→ **EXERCISE AIM**: Find the word "source" in the listing below, then return every line it appears in.

→ **RECORDS SUPPLIED**:
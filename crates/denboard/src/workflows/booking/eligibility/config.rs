use std::path::{Path, PathBuf};

use serde::{Deserialize, Serialize};

use super::rules::normalize_breed;

const DEFAULT_BLOCKED_BREEDS: &[&str] = &[
    "rottweiler",
    "rottie",
    "mastiff",
    "english mastiff",
    "bull mastiff",
    "neapolitan mastiff",
    "tibetan mastiff",
    "cane corso",
    "presa canario",
    "dogo argentino",
    "fila brasileiro",
    "tosa inu",
    "wolf hybrid",
    "wolfdog",
];

const DEFAULT_MEET_GREET_BREEDS: &[&str] = &[
    "pit bull",
    "pitbull",
    "pit mix",
    "american pit bull terrier",
    "doberman",
    "doberman pinscher",
    "german shepherd",
    "akita",
    "chow chow",
];

const DEFAULT_LARGE_DOG_WEIGHT_LBS: f64 = 41.0;

/// Breed keyword lists and the large-dog threshold that define boarding policy.
///
/// Keywords are matched as substrings of the normalized breed, so they are
/// stored lower-cased and trimmed. Deserializing goes through `new`, so a
/// decoded table holds the same invariant as a constructed one.
#[derive(Debug, Clone, PartialEq, Serialize, Deserialize)]
#[serde(rename_all = "camelCase", try_from = "RawRuleTables")]
pub struct RuleTables {
    blocked_breed_keywords: Vec<String>,
    meet_greet_breed_keywords: Vec<String>,
    large_dog_weight_threshold_lbs: f64,
}

impl RuleTables {
    pub fn new<B, M>(
        blocked: B,
        meet_greet: M,
        large_dog_weight_threshold_lbs: f64,
    ) -> Result<Self, RuleTableError>
    where
        B: IntoIterator,
        B::Item: AsRef<str>,
        M: IntoIterator,
        M::Item: AsRef<str>,
    {
        let tables = Self {
            blocked_breed_keywords: blocked
                .into_iter()
                .map(|keyword| normalize_breed(keyword.as_ref()))
                .collect(),
            meet_greet_breed_keywords: meet_greet
                .into_iter()
                .map(|keyword| normalize_breed(keyword.as_ref()))
                .collect(),
            large_dog_weight_threshold_lbs,
        };
        tables.validate()?;
        Ok(tables)
    }

    /// Read a JSON rule file shaped like the serialized form of this type.
    pub fn from_path(path: impl AsRef<Path>) -> Result<Self, RuleTableError> {
        let path = path.as_ref();
        let raw = std::fs::read_to_string(path).map_err(|source| RuleTableError::Read {
            path: path.to_path_buf(),
            source,
        })?;
        Self::from_json(&raw).map_err(|err| match err {
            RuleTableError::Parse { source, .. } => RuleTableError::Parse {
                path: Some(path.to_path_buf()),
                source,
            },
            other => other,
        })
    }

    pub fn from_json(raw: &str) -> Result<Self, RuleTableError> {
        let parsed: RawRuleTables =
            serde_json::from_str(raw).map_err(|source| RuleTableError::Parse {
                path: None,
                source,
            })?;
        Self::try_from(parsed)
    }

    pub fn validate(&self) -> Result<(), RuleTableError> {
        if self.blocked_breed_keywords.iter().any(String::is_empty) {
            return Err(RuleTableError::EmptyKeyword {
                table: RuleTableKind::Blocked,
            });
        }
        if self.meet_greet_breed_keywords.iter().any(String::is_empty) {
            return Err(RuleTableError::EmptyKeyword {
                table: RuleTableKind::MeetGreet,
            });
        }
        let threshold = self.large_dog_weight_threshold_lbs;
        if !threshold.is_finite() || threshold <= 0.0 {
            return Err(RuleTableError::InvalidThreshold(threshold));
        }
        Ok(())
    }

    pub fn blocked_breed_keywords(&self) -> &[String] {
        &self.blocked_breed_keywords
    }

    pub fn meet_greet_breed_keywords(&self) -> &[String] {
        &self.meet_greet_breed_keywords
    }

    pub fn large_dog_weight_threshold_lbs(&self) -> f64 {
        self.large_dog_weight_threshold_lbs
    }
}

impl Default for RuleTables {
    fn default() -> Self {
        Self {
            blocked_breed_keywords: DEFAULT_BLOCKED_BREEDS
                .iter()
                .map(|keyword| keyword.to_string())
                .collect(),
            meet_greet_breed_keywords: DEFAULT_MEET_GREET_BREEDS
                .iter()
                .map(|keyword| keyword.to_string())
                .collect(),
            large_dog_weight_threshold_lbs: DEFAULT_LARGE_DOG_WEIGHT_LBS,
        }
    }
}

/// Wire shape of a rule file before keywords are normalized and checked.
#[derive(Debug, Deserialize)]
#[serde(rename_all = "camelCase")]
struct RawRuleTables {
    blocked_breed_keywords: Vec<String>,
    meet_greet_breed_keywords: Vec<String>,
    large_dog_weight_threshold_lbs: f64,
}

impl TryFrom<RawRuleTables> for RuleTables {
    type Error = RuleTableError;

    fn try_from(raw: RawRuleTables) -> Result<Self, Self::Error> {
        Self::new(
            raw.blocked_breed_keywords,
            raw.meet_greet_breed_keywords,
            raw.large_dog_weight_threshold_lbs,
        )
    }
}

#[derive(Debug, Clone, Copy, PartialEq, Eq)]
pub enum RuleTableKind {
    Blocked,
    MeetGreet,
}

/// Raised when a rule table source cannot become a usable policy.
#[derive(Debug, thiserror::Error)]
pub enum RuleTableError {
    #[error("unable to read rule tables from {path:?}: {source}")]
    Read {
        path: PathBuf,
        source: std::io::Error,
    },
    #[error("rule tables are not valid JSON ({path:?}): {source}")]
    Parse {
        path: Option<PathBuf>,
        source: serde_json::Error,
    },
    #[error("{table:?} breed table contains an empty keyword, which would match every breed")]
    EmptyKeyword { table: RuleTableKind },
    #[error("large dog weight threshold must be a positive number of pounds, found {0}")]
    InvalidThreshold(f64),
}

→ **TASK RESPONSE**:
        let raw = std::fs::read_to_string(path).map_err(|source| RuleTableError::Read {
            source,
            RuleTableError::Parse { source, .. } => RuleTableError::Parse {
                source,
            serde_json::from_str(raw).map_err(|source| RuleTableError::Parse {
                source,
/// Raised when a rule table source cannot become a usable policy.
    #[error("unable to read rule tables from {path:?}: {source}")]
        source: std::io::Error,
    #[error("rule tables are not valid JSON ({path:?}): {source}")]
        source: serde_json::Error,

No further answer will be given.